Chapter two of Genesis describes God creating Eve out of Adam’s rib, but one scholar—Ziony Zevit, a professor of Hebrew Bible at American Jewish University in California—has offered an opposing theory. According to Zevit, the Hebrew word typically translated as “rib,” tsela, is used in the creation story to refer to a very different part of the male anatomy.
Zevit’s philological theory didn’t get a lot of attention when it was first published in the Biblical Archeology Review’s September/October issue (title: “Was Eve Made from Adam’s Rib—or His Baculum?”), despite a press conference touting the claim. But a Haaretz article published this morning, in which its author argues that Zevit’s hypothesis is most likely wrong, made the story go viral.

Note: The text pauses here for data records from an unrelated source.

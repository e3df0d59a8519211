use std::path::{Path, PathBuf};

use chrono::{DateTime, Utc};
use eyre::WrapErr as _;
use maud::Render as _;

use crate::{routes::index_page, AppState};

/// Renders the index page once and writes it to `<out_dir>/index.html`.
#[tracing::instrument(skip(state), err)]
pub async fn export_site(
    state: &AppState,
    out_dir: &Path,
    now: DateTime<Utc>,
) -> eyre::Result<PathBuf> {
    tokio::fs::create_dir_all(out_dir)
        .await
        .wrap_err_with(|| format!("Failed to create {}", out_dir.display()))?;

    let path = out_dir.join("index.html");
    let html = index_page(state, now).render().into_string();

    tokio::fs::write(&path, html)
        .await
        .wrap_err_with(|| format!("Failed to write {}", path.display()))?;

    tracing::info!(path = %path.display(), "Exported static page");

    Ok(path)
}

Zevit has actually been pushing this baculum theory for a long time: it’s in his 2014 book on the Garden of Eden, and back in 2001 he and a biologist co-wrote an article in the American Journal of Medical Genetics making the same case. (The crux of his argument is that the Biblical story was an etiological explanation for why human males, unlike most other mammals and primates, don’t have a penis bone.)
According to The Daily Mail, “Christians have reacted with fury” to Zevit’s theory, which is apparently Daily Mail code for three people writing angry internet comments.